Keywords:  Bertolotti’s syndrome; classification of lumbosacral transitional vertebrae; extraforaminal stenosis; low back pain; lumbosacral transitional vertebrae

Year:  2017        PMID: 29051870      PMCID: PMC5635197          DOI: 10.13107/jocr.2250-0685.782

Source DB:  PubMed          Journal:  J Orthop Case Rep        ISSN: 2250-0685


Although being a congenital lesion, lumbosacral transitional vertebrae and Bertolotti’s syndrome may be presented in elderly population with sciatica and low back pain.

Introduction

In 1917, Mario Bertolotti described the presence of an anatomical variation of the most caudal lumbar vertebrae, with an abnormally enlarged transverse process which articulated or fused unilaterally or bilaterally with the sacrum basis or iliac crest. This “mega” apophysis or the so called lumbosacral transitional vertebrae (LSTV), when associated with chronic, persistent low back pain (LBP) or sciatica, composes the “Bertolotti’s Syndrome” (BS) [1,2,3,4,5]. The prevalence of LSTV varies from 3% to 35% in the general population [1,2,6,7,8,9]. Although a 13% of the patients with LSTV are asymptomatic, the incidence of BS is diagnosed in 4-8% of patients with LBP. BS is more frequently encountered in patients <30 years old, in a percentage of 18.5% [2,3,4]. The etiology of LBP in BS is multifactorial.

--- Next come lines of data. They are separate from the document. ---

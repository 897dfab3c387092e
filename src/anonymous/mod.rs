//! Local anonymous store
//!
//! Holds challenge participations recorded before the visitor signed in.
//! Any medium works as long as it can list, remove by id and clear.
//!
//! ## Media
//!
//! - **Memory**: process-local, used for embedding and tests
//! - **File**: one JSON document on disk, replaced atomically on every write

mod file;
mod memory;

pub use file::FileAnonymousStore;
pub use memory::InMemoryAnonymousStore;

use crate::types::{AnonymousParticipation, Result};

/// Durable holding area for pre-authentication participations
///
/// Read failures are reported as [`crate::DefisError::StorageUnavailable`];
/// callers treat them as "nothing pending".
#[async_trait::async_trait]
pub trait AnonymousStore: Send + Sync {
    /// True iff at least one record is present
    async fn has_pending(&self) -> Result<bool> {
        Ok(!self.list_pending().await?.is_empty())
    }

    /// All pending records
    async fn list_pending(&self) -> Result<Vec<AnonymousParticipation>>;

    /// Add a record, replacing any record with the same local id
    async fn record(&self, participation: AnonymousParticipation) -> Result<()>;

    /// Remove the given records; unknown ids are ignored
    ///
    /// Returns how many records were removed.
    async fn remove(&self, local_ids: &[String]) -> Result<usize>;

    /// Remove every record
    async fn clear(&self) -> Result<()>;
}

LBP is associated with changes at the intervertebral disk, such as early degeneration or herniation, at the spinal canal above the level of the LSTV, at the contralateral facet joints in cases of unilateral fusion, or extraforaminal changes at the site of articulation between LSTV and sacrum ala/iliac crest [3,4,5,6]. We present an unusual case of Castellvi Type III an LSTV, which causes extraforaminal stenosis and impingement of the L5 nerve root, leading to BS.

Case Report

A 62-years-old woman presented to our Department in November 2016, with a history of LBP for 3 months and sciatica for the previous month. She mentioned the systematic use of analgesics (paracetamol), with no subsequent pain relief. Her past medical history was unremarkable for comorbidities, except of the presence of a cardiac pacemaker, due to sinus bradycardia. The use of magnetic resonance imaging (MRI) was, thus, contraindicated. The patient was subjected to a complete clinical examination and laboratory testing. During the physical examination, hypoesthesia and pain found at the distribution of L5 nerve, without signs of muscular weakness in the lower extremity (all reflexes were normal). Afterward, plain radiograph of lumbar spine region depicted a unilateral LSTV on the right side, which was in contact with the base of sacrum (Fig. 1). To elucidate the morphology and the possible presence of pseudoarthrosis or fusion between the LSTV and the sacrum, a three-dimensional reconstruction of computed tomography scans (three-dimensional [3D] CT) was conducted (Fig. 2, 3). 3D CT scan images revealed a complete unilateral sacralization (Type III a, according to Castellvi et al. classification). Nevertheless, the findings were consistent with extraforaminal stenosis due to the accumulative effect of the gradual degeneration of intervertebral foramen and subsequent nerve root compression at the corresponding level. Inflammatory markers were normal in the blood routine examination. Our findings from physical examination and CT scan imaging were suggestive of BS. The patient was initially prescribed with nonsteroidal anti-inflammatory drugs (NSAIDs) for 7 days, followed by a 2-week therapy with methylprednisolone. She was subjected to follow-up to detect any deterioration of the neurological symptomatology or the LBP. In follow-up, she did not report any symptoms, and in the clinical examination, we found a light mubness at the distribution of L5 nerve.
Figure 1

Antero posterior pelvic radiograph. Lumbosacral transitional vertebrae (red arrow).

Figure 2

Three-dimensional reconstruction of computed tomography (anterior-posterior surface). Fusion between lumbosacral transitional vertebrae (LSTV) and sacrum (yellow arrows), LSTV (red arrow).

Figure 3

Three-dimensional reconstruction of computed tomography (anterior surface). Sacralization (red arrow), lumbosacral transitional vertebrae (yellow arrow).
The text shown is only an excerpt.